Des enfants sont-ils travailleurs domestiques ?

Oui, même si ce n’est pas aussi visible que dans d’autres secteurs. Dans la plupart des cas, la petite fille travailleuse domestique n’est même pas engagée car elle ne reçoit qu’un abri et de la nourriture… Cela se passe principalement dans le voisinage, ou dans un environnement familial, mais cela demeure du travail des enfants.

Y a-t-il des migrants travailleurs domestiques à Trinidad et Tobago ?

Beaucoup de Trinidadiennes travaillent comme domestiques aux Etats-Unis. A Trinidad, nous avons des migrantes des plus petites îles : Trinidad est supposée être un pays riche car nous avons le pétrole et le gaz naturel, beaucoup viennent donc de Grenade, du Guyana ou d’autres îles pour améliorer leur situation économique. Ces travailleuses domestiques migrantes dorment généralement chez leur employeur. Un jour, une travailleuse domestique du Guyana est venue nous trouver car elle avait été licenciée et n’avait plus d’endroit où dormir. Il faudrait un centre pour abriter les travailleurs migrants dans ce genre de situation.

On parle de la possibilité d’une nouvelle convention de l’OIT qui concernerait le travail domestique. Une telle norme vous aiderait-elle ?

Oui, une convention de l’OIT serait très certainement une forme de reconnaissance que les travailleuses domestiques sont bel et bien des travailleuses et qu’elles devraient être traitées comme telles. Nous pourrions utiliser une nouvelle norme internationale comme un outil puissant pour mettre la pression envers les gouvernements de pays en développement. On atteint plus vite son but quand on peut s’appuyer sur des connections internationales. Ceci dit, une pression internationale ne se sera pas efficace si elle ne s’accompagne pas d’un lobby national.

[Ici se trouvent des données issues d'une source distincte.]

//! Relay wiring
//!
//! Connects the pieces: subscriber → listener → dispatch queue → dispatcher,
//! and owns the shutdown signal that stops both tasks.

use std::num::NonZeroU32;
use std::sync::Arc;
use std::time::Duration;

use cr_transport::{with_timeout, ConnectionPool, EventHandler, Subscriber};
use tokio::sync::broadcast;
use tokio::task::JoinHandle;
use tracing::{error, info, warn};

use crate::dispatcher::{Dispatcher, DispatcherConfig, DispatcherStats, StatsSnapshot};
use crate::listener::InboundListener;
use crate::queue::dispatch_queue;
use crate::{RelayError, Result};

/// Configuration for a relay instance
#[derive(Debug, Clone)]
pub struct RelayConfig {
    /// Control channel to subscribe to; also the base of the worker channel names
    pub base_channel: String,
    /// Number of worker channels
    pub workers: NonZeroU32,
    /// Upper bound on each transport call made by the dispatcher
    pub io_timeout: Duration,
    /// Grace period for tasks to finish after shutdown is signalled
    pub shutdown_timeout: Duration,
}

impl RelayConfig {
    pub fn new(base_channel: impl Into<String>, workers: u32) -> Result<Self> {
        let base_channel = base_channel.into();
        if base_channel.trim().is_empty() {
            return Err(RelayError::Config("base channel name cannot be empty".to_string()));
        }
        let workers = NonZeroU32::new(workers)
            .ok_or_else(|| RelayError::Config("worker count must be at least 1".to_string()))?;

        Ok(Self {
            base_channel,
            workers,
            io_timeout: Duration::from_secs(5),
            shutdown_timeout: Duration::from_secs(10),
        })
    }

    pub fn with_io_timeout(mut self, timeout: Duration) -> Self {
        self.io_timeout = timeout;
        self
    }

    pub fn with_shutdown_timeout(mut self, timeout: Duration) -> Self {
        self.shutdown_timeout = timeout;
        self
    }

    fn dispatcher_config(&self) -> DispatcherConfig {
        DispatcherConfig::new(self.base_channel.clone(), self.workers)
            .with_io_timeout(self.io_timeout)
    }
}

pub struct Relay<P, S> {
    config: RelayConfig,
    pool: Arc<P>,
    subscriber: Arc<S>,
}

impl<P, S> Relay<P, S>
where
    P: ConnectionPool + 'static,
    S: Subscriber + 'static,
{
    pub fn new(config: RelayConfig, pool: Arc<P>, subscriber: Arc<S>) -> Self {
        Self { config, pool, subscriber }
    }

    /// Acquire the initial connection and spawn the subscriber and dispatcher tasks.
    ///
    /// Fails if the initial connection cannot be acquired.
    pub async fn start(self) -> Result<RelayHandle> {
        let conn = with_timeout(self.config.io_timeout, self.pool.acquire()).await?;

        let (queue_tx, queue_rx) = dispatch_queue();
        let listener: Arc<dyn EventHandler> =
            Arc::new(InboundListener::new(self.config.base_channel.clone(), queue_tx));
        let (shutdown_tx, _) = broadcast::channel(1);

        let dispatcher = Dispatcher::new(
            self.config.dispatcher_config(),
            self.pool.clone(),
            conn,
            queue_rx,
        );
        let stats = dispatcher.stats();
        let dispatcher_task = tokio::spawn(dispatcher.run(shutdown_tx.subscribe()));

        let subscriber_task = {
            let subscriber = self.subscriber.clone();
            let channel = self.config.base_channel.clone();
            let shutdown_rx = shutdown_tx.subscribe();

            tokio::spawn(async move {
                if let Err(e) = subscriber.run(&channel, listener, shutdown_rx).await {
                    error!(channel = %channel, error = %e, "Subscriber stopped with error");
                }
            })
        };

        info!(
            channel = %self.config.base_channel,
            workers = self.config.workers.get(),
            "Relay started"
        );

        Ok(RelayHandle {
            shutdown_tx,
            dispatcher_task,
            subscriber_task,
            stats,
            shutdown_timeout: self.config.shutdown_timeout,
        })
    }
}

/// Handle to a running relay.
///
/// Dropping it without calling [`RelayHandle::shutdown`] also stops both tasks.
pub struct RelayHandle {
    shutdown_tx: broadcast::Sender<()>,
    dispatcher_task: JoinHandle<()>,
    subscriber_task: JoinHandle<()>,
    stats: Arc<DispatcherStats>,
    shutdown_timeout: Duration,
}

impl RelayHandle {
    pub fn stats(&self) -> StatsSnapshot {
        self.stats.snapshot()
    }

    /// Whether the dispatcher is still consuming the queue
    pub fn is_running(&self) -> bool {
        !self.dispatcher_task.is_finished()
    }

    /// Signal shutdown, unsubscribe, and wait for both tasks.
    ///
    /// Tasks still running after the grace period are aborted.
    pub async fn shutdown(self) -> Result<StatsSnapshot> {
        let RelayHandle {
            shutdown_tx,
            dispatcher_task,
            subscriber_task,
            stats,
            shutdown_timeout,
        } = self;

        info!("Shutting down relay");
        let _ = shutdown_tx.send(());

        let dispatcher_abort = dispatcher_task.abort_handle();
        let subscriber_abort = subscriber_task.abort_handle();

        let joined = tokio::time::timeout(shutdown_timeout, async move {
            let (dispatcher, subscriber) = tokio::join!(dispatcher_task, subscriber_task);
            dispatcher?;
            subscriber?;
            Ok::<_, RelayError>(())
        })
        .await;

        match joined {
            Ok(result) => result?,
            Err(_) => {
                warn!(timeout = ?shutdown_timeout, "Relay tasks did not stop in time - aborting");
                dispatcher_abort.abort();
                subscriber_abort.abort();
            }
        }

        let snapshot = stats.snapshot();
        info!(
            published = snapshot.published(),
            dropped = snapshot.dropped(),
            "Relay stopped"
        );
        Ok(snapshot)
    }
}
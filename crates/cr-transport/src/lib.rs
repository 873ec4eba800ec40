//! ControlRelay Transport
//!
//! The seam between the relay core and the pub/sub transport:
//! - `Connection` / `ConnectionPool`: publishing side, health-checked before use
//! - `Subscriber` / `EventHandler`: callback-driven delivery of inbound events
//!
//! The Redis backend lives in [`redis`] (enabled by default).

use std::future::Future;
use std::sync::Arc;
use std::time::Duration;

use async_trait::async_trait;
use tokio::sync::broadcast;

pub mod error;

#[cfg(feature = "redis")]
pub mod redis;

pub use error::TransportError;

pub type Result<T> = std::result::Result<T, TransportError>;

/// An event delivered by the transport on its own delivery context.
#[derive(Debug, Clone, PartialEq, Eq)]
pub enum InboundEvent {
    /// A message published on a directly subscribed channel
    Message { channel: String, payload: String },
    /// A message matched through a pattern subscription
    PatternMessage { pattern: String, channel: String, payload: String },
    /// Subscription acknowledgement
    Subscribed { channel: String },
    /// Unsubscription acknowledgement
    Unsubscribed { channel: String },
}

/// Callback invoked by a [`Subscriber`] for every inbound event.
///
/// Runs synchronously on the transport's delivery path and must return
/// without blocking.
pub trait EventHandler: Send + Sync {
    fn on_event(&self, event: InboundEvent);
}

/// A live handle to the transport used for publishing
#[async_trait]
pub trait Connection: Send {
    /// Lightweight liveness probe
    async fn ping(&mut self) -> Result<()>;

    /// Publish a payload verbatim to a channel
    async fn publish(&mut self, channel: &str, payload: &str) -> Result<()>;
}

/// Source of fresh transport connections
#[async_trait]
pub trait ConnectionPool: Send + Sync {
    type Connection: Connection;

    /// Acquire a new connection
    async fn acquire(&self) -> Result<Self::Connection>;

    /// Return a connection that failed its health check.
    /// Default implementation just drops it.
    fn discard(&self, conn: Self::Connection) {
        drop(conn);
    }
}

/// Subscribes to a single channel and feeds events to a handler
#[async_trait]
pub trait Subscriber: Send + Sync {
    /// Subscribe to `channel` and deliver events to `handler` until `shutdown` fires.
    async fn run(
        &self,
        channel: &str,
        handler: Arc<dyn EventHandler>,
        shutdown: broadcast::Receiver<()>,
    ) -> Result<()>;
}

/// Bound a transport operation by `limit`, mapping expiry to [`TransportError::Timeout`].
pub async fn with_timeout<T, F>(limit: Duration, fut: F) -> Result<T>
where
    F: Future<Output = Result<T>>,
{
    match tokio::time::timeout(limit, fut).await {
        Ok(result) => result,
        Err(_) => Err(TransportError::Timeout(limit)),
    }
}
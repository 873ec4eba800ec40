//! Structured Logging Configuration
//!
//! Provides configurable logging with:
//! - JSON output for production (LOG_FORMAT=json)
//! - Human-readable output for development (default)
//!
//! # Usage
//!
//! ```rust,ignore
//! use cr_common::logging::init_logging;
//!
//! fn main() {
//!     init_logging("cr-relay");
//!     tracing::info!(channel = %name, "Subscribed");
//! }
//! ```
//!
//! # Environment Variables
//!
//! - `LOG_FORMAT`: Set to "json" for JSON output, anything else for text (default: text)
//! - `RUST_LOG`: Standard log level filter (default: info)
//!   Examples: `RUST_LOG=debug`, `RUST_LOG=cr_relay=trace,redis=warn`

use tracing_subscriber::{
    fmt::{self, format::FmtSpan},
    layer::SubscriberExt,
    util::SubscriberInitExt,
    EnvFilter,
};

const DEFAULT_FILTER: &str = "info";

/// Initialize logging for the given service.
///
/// Reads LOG_FORMAT to pick JSON or text output and RUST_LOG for filtering.
/// Calling this more than once is a no-op after the first call.
pub fn init_logging(service_name: &str) {
    let log_format = std::env::var("LOG_FORMAT").unwrap_or_default();
    let env_filter = build_filter();

    if log_format.eq_ignore_ascii_case("json") {
        init_json_logging(env_filter);
    } else {
        init_text_logging(env_filter);
    }

    tracing::debug!(service = service_name, format = %log_format, "Logging initialized");
}

fn build_filter() -> EnvFilter {
    EnvFilter::try_from_default_env()
        .unwrap_or_else(|_| EnvFilter::new(DEFAULT_FILTER))
}

/// Initialize JSON logging for production.
fn init_json_logging(env_filter: EnvFilter) {
    let _ = tracing_subscriber::registry()
        .with(env_filter)
        .with(
            fmt::layer()
                .json()
                .with_current_span(true)
                .with_span_list(true)
                .with_file(true)
                .with_line_number(true)
                .with_target(true)
                .flatten_event(true)
                .with_span_events(FmtSpan::CLOSE)
        )
        .try_init();
}

/// Initialize human-readable text logging for development.
fn init_text_logging(env_filter: EnvFilter) {
    let _ = tracing_subscriber::registry()
        .with(env_filter)
        .with(
            fmt::layer()
                .with_target(true)
                .with_thread_ids(false)
                .with_file(false)
                .with_line_number(false)
                .with_ansi(true)
        )
        .try_init();
}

Propos recueillis par Samuel Grumiau


(1) National Union of Domestic Employees, member du National Trade Union Center of Trinidad and Tobago, l’une des deux affiliées de la CSI dans ce pays.
(2) La Plateforme d’action de Pékin est un texte fondamental dans l’histoire de la lutte pour les droits des femmes. Adopté dans la foulée de la Conférence des Nations Unies sur les femmes de 1995 à Pékin, ce texte identifie les problèmes majeurs pour les femmes dans le monde et proposes des mesures pour y remédier.